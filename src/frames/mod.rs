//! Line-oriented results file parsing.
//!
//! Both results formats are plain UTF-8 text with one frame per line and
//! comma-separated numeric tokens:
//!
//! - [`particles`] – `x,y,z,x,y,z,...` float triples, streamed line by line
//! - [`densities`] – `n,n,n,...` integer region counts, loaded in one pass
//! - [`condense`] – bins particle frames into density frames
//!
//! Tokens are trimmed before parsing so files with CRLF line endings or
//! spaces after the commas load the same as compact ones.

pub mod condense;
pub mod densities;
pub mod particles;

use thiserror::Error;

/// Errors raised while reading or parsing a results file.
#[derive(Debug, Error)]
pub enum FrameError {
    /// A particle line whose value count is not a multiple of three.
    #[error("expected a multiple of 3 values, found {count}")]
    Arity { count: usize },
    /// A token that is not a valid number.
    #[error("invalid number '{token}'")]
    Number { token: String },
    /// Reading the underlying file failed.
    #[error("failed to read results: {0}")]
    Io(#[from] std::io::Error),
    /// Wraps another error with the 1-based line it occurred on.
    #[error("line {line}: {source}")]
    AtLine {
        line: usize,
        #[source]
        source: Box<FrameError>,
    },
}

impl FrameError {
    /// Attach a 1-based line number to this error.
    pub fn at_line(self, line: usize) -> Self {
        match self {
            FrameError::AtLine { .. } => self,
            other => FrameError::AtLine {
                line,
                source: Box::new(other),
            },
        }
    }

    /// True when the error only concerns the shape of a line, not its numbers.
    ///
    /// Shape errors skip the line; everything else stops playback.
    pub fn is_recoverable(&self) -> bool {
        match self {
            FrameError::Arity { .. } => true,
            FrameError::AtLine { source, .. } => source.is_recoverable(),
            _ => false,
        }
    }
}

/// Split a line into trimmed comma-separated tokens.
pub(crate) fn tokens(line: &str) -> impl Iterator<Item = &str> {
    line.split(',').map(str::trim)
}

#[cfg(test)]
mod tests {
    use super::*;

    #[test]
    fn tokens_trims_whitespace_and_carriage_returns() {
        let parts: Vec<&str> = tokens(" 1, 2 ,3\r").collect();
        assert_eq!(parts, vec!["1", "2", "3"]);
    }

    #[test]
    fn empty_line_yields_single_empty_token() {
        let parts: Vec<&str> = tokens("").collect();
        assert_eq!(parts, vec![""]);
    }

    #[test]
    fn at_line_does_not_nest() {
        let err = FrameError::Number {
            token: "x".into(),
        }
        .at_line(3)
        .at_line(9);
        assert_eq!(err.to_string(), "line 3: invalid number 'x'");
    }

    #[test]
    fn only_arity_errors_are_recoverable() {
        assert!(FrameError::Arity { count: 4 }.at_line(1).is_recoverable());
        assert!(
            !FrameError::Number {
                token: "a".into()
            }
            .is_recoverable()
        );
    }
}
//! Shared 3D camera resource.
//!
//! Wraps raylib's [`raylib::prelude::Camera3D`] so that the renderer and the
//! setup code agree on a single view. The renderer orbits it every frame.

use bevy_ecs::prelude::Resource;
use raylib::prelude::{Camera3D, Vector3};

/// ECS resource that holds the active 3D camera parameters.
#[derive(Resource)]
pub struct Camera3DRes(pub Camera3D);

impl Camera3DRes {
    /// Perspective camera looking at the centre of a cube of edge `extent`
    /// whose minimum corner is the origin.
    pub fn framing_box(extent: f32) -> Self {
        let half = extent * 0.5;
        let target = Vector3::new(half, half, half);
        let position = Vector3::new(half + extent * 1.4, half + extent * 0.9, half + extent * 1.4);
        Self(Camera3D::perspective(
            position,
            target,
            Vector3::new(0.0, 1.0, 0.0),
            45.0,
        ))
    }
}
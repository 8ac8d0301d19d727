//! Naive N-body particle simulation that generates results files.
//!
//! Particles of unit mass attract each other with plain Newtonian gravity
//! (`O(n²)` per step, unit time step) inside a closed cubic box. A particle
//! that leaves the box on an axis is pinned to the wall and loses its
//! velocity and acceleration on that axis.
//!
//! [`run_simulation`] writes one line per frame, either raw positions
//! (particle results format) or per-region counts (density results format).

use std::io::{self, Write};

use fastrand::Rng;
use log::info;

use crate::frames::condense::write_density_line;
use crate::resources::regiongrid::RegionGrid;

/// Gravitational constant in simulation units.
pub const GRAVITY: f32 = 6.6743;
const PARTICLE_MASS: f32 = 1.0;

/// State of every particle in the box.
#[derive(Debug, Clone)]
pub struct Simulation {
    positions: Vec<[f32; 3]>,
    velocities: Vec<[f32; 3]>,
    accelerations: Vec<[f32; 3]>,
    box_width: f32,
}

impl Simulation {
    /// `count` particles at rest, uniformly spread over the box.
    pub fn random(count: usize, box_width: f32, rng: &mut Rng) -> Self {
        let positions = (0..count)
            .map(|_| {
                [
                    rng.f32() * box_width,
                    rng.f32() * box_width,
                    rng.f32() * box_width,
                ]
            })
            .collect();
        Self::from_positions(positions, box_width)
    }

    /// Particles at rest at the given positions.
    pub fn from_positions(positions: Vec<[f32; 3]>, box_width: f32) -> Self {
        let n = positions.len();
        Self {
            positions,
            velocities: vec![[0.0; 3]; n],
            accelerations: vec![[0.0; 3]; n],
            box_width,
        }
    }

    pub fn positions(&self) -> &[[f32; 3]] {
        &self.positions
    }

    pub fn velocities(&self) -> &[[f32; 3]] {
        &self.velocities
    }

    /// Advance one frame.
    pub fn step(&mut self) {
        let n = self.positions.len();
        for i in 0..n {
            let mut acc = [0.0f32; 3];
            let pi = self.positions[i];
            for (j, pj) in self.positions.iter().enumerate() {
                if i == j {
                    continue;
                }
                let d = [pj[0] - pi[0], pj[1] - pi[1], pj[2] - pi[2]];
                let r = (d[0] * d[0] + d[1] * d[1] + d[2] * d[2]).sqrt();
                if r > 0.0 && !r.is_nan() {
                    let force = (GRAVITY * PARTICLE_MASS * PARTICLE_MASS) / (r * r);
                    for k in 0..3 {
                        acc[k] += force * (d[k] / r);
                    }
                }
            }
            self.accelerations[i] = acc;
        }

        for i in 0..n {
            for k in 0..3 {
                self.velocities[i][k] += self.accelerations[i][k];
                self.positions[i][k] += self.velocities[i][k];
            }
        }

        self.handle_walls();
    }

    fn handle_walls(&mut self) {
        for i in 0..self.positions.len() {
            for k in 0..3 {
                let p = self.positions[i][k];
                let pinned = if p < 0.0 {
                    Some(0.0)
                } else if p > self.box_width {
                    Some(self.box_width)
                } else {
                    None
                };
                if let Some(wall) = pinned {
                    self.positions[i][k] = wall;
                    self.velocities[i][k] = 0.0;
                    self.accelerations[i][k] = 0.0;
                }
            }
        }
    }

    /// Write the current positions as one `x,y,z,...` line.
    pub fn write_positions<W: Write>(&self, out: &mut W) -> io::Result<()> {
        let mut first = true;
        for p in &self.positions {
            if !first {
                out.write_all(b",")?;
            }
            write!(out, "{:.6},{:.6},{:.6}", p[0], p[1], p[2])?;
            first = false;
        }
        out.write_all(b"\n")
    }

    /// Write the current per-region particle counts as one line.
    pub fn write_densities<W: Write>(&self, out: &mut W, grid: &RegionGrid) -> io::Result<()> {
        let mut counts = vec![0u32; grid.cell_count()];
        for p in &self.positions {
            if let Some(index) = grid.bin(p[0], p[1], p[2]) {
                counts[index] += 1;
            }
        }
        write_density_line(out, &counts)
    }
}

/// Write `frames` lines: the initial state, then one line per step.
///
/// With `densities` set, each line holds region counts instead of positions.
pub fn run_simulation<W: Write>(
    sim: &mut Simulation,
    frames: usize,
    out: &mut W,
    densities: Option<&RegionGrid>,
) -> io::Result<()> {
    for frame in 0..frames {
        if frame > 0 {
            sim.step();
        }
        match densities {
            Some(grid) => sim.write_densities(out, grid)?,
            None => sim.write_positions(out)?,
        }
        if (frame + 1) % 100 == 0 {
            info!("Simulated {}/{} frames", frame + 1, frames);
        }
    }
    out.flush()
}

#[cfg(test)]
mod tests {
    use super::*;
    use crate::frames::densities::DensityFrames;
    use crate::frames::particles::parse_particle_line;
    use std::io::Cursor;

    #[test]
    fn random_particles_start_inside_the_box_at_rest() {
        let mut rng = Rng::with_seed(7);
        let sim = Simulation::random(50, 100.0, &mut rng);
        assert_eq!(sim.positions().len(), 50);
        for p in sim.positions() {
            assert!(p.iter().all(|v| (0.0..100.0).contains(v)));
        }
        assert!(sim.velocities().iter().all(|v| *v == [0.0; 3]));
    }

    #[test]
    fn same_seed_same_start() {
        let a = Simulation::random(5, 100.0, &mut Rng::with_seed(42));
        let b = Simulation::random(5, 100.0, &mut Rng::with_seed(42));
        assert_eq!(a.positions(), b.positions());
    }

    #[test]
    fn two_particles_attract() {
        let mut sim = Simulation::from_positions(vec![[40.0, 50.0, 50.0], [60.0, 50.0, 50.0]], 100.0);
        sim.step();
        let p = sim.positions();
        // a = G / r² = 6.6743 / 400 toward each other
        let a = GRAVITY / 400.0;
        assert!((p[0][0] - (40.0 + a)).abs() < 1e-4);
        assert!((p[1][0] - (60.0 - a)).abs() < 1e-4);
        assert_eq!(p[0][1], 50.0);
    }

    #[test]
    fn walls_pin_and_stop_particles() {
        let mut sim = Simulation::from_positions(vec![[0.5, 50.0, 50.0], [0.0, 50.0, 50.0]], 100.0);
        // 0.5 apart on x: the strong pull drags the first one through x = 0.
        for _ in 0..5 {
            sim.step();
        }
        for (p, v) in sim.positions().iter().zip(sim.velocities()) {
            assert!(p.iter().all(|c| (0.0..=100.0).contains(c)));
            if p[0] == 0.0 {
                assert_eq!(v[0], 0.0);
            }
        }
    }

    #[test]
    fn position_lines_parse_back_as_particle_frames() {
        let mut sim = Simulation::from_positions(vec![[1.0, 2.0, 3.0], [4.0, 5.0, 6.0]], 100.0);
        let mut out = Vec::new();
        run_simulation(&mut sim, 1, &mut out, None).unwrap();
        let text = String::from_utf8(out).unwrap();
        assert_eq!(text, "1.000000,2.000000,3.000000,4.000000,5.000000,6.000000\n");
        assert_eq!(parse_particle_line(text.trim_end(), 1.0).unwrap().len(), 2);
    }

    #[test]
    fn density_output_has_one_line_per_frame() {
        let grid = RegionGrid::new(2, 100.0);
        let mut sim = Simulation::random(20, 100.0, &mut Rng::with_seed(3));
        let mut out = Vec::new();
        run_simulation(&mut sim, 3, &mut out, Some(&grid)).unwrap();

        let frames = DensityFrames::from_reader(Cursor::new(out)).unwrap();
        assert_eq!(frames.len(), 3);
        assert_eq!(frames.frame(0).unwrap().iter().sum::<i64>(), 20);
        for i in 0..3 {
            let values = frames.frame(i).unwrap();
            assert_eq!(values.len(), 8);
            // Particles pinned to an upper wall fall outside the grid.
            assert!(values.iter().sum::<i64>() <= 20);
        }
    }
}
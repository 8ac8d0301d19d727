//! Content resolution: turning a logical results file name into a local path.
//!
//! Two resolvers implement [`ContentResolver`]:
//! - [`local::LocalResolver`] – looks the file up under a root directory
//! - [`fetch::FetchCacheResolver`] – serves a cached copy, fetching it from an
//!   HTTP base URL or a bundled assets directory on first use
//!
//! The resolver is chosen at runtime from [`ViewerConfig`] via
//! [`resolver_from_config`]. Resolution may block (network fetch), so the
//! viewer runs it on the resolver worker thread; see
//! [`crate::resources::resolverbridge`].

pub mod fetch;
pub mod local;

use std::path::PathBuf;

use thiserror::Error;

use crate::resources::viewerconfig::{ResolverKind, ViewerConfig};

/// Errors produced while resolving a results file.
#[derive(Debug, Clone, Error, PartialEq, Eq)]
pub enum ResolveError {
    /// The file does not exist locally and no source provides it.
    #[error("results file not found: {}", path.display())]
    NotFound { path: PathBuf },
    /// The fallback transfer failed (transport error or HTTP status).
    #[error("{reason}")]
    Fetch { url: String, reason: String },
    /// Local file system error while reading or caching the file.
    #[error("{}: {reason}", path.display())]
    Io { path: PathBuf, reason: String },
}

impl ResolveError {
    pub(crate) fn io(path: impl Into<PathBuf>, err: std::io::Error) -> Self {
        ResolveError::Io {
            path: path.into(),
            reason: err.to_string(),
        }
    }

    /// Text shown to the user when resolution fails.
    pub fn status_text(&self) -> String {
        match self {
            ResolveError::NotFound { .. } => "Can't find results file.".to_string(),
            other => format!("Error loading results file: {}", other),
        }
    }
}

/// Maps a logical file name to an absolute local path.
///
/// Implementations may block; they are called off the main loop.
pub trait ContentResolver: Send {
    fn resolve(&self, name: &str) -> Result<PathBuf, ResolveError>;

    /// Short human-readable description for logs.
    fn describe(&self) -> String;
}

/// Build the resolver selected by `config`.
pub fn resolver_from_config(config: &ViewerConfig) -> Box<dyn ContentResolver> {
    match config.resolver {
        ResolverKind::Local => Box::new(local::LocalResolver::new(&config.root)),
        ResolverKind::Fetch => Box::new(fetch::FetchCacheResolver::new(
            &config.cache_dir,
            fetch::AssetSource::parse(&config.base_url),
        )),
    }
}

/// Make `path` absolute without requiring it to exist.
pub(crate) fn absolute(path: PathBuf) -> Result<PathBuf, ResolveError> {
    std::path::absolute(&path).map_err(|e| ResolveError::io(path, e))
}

------------------------------

**What is required:** Write out the lines above, starting at the line that contains "absolute local path." and ending with the final line, and nothing else; copy them exactly.

**Written response:**
/// Maps a logical file name to an absolute local path.
///
/// Implementations may block; they are called off the main loop.
pub trait ContentResolver: Send {
    fn resolve(&self, name: &str) -> Result<PathBuf, ResolveError>;

    /// Short human-readable description for logs.
    fn describe(&self) -> String;
}

/// Build the resolver selected by `config`.
pub fn resolver_from_config(config: &ViewerConfig) -> Box<dyn ContentResolver> {
    match config.resolver {
        ResolverKind::Local => Box::new(local::LocalResolver::new(&config.root)),
        ResolverKind::Fetch => Box::new(fetch::FetchCacheResolver::new(
            &config.cache_dir,
            fetch::AssetSource::parse(&config.base_url),
        )),
    }
}

/// Make `path` absolute without requiring it to exist.
pub(crate) fn absolute(path: PathBuf) -> Result<PathBuf, ResolveError> {
    std::path::absolute(&path).map_err(|e| ResolveError::io(path, e))
}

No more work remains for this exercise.